-- WHAT YOU ARE ASKED TO DO --
Filtering the records below, copy only those lines that include the word "RateLimitedLog".

============================================================

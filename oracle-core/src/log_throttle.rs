//! Per-adapter-per-error-category rate-limited warning log (spec §4.1: "Warning log
//! messages are per-adapter-per-error-category rate-limited to at most one per 30s").
//!
//! The teacher scatters ad hoc `tracing::warn!` call sites guarded by module-level
//! maps; spec §9 "Global mutable state" forbids that pattern here, so this is a small
//! struct owned per-adapter rather than a process-global table.

use std::collections::HashMap;
use std::sync::Mutex;
use std::time::{Duration, Instant};

#[derive(Debug, Clone, Copy, PartialEq, Eq, Hash)]
pub enum ErrorCategory {
    Transport,
    Protocol,
    VenueError,
    VenuePermanent,
    Validation,
}

/// Owned by a single adapter instance; never shared across adapters.
pub struct RateLimitedLog {
    interval: Duration,
    last_emitted: Mutex<HashMap<ErrorCategory, Instant>>,
}

impl RateLimitedLog {
    pub fn new(interval: Duration) -> Self {
        Self {
            interval,
            last_emitted: Mutex::new(HashMap::new()),
        }
    }

    /// True if a warning in this category may be emitted now; updates the bucket's
    /// last-emitted time as a side effect if it returns true.
    pub fn should_emit(&self, category: ErrorCategory) -> bool {
        let mut map = self.last_emitted.lock().unwrap();
        let now = Instant::now();
        match map.get(&category) {
            Some(last) if now.duration_since(*last) < self.interval => false,
            _ => {
                map.insert(category, now);
                true
            }
        }
    }
}

impl Default for RateLimitedLog {
    fn default() -> Self {
        Self::new(Duration::from_secs(30))
    }
}

#[cfg(test)]
mod tests {
    use super::*;

    #[test]
    fn first_emit_in_a_category_always_allowed() {
        let log = RateLimitedLog::default();
        assert!(log.should_emit(ErrorCategory::Transport));
    }

    #[test]
    fn second_emit_within_interval_is_suppressed() {
        let log = RateLimitedLog::new(Duration::from_secs(30));
        assert!(log.should_emit(ErrorCategory::Protocol));
        assert!(!log.should_emit(ErrorCategory::Protocol));
    }

    #[test]
    fn categories_are_independent() {
        let log = RateLimitedLog::new(Duration::from_secs(30));
        assert!(log.should_emit(ErrorCategory::Transport));
        assert!(log.should_emit(ErrorCategory::VenueError));
    }

    #[test]
    fn allows_again_after_interval_elapses() {
        let log = RateLimitedLog::new(Duration::from_millis(10));
        assert!(log.should_emit(ErrorCategory::Validation));
        std::thread::sleep(Duration::from_millis(20));
        assert!(log.should_emit(ErrorCategory::Validation));
    }
}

============================================================

-- ANSWER AREA --
pub struct RateLimitedLog {
impl RateLimitedLog {
impl Default for RateLimitedLog {
        let log = RateLimitedLog::default();
        let log = RateLimitedLog::new(Duration::from_secs(30));
        let log = RateLimitedLog::new(Duration::from_secs(30));
        let log = RateLimitedLog::new(Duration::from_millis(10));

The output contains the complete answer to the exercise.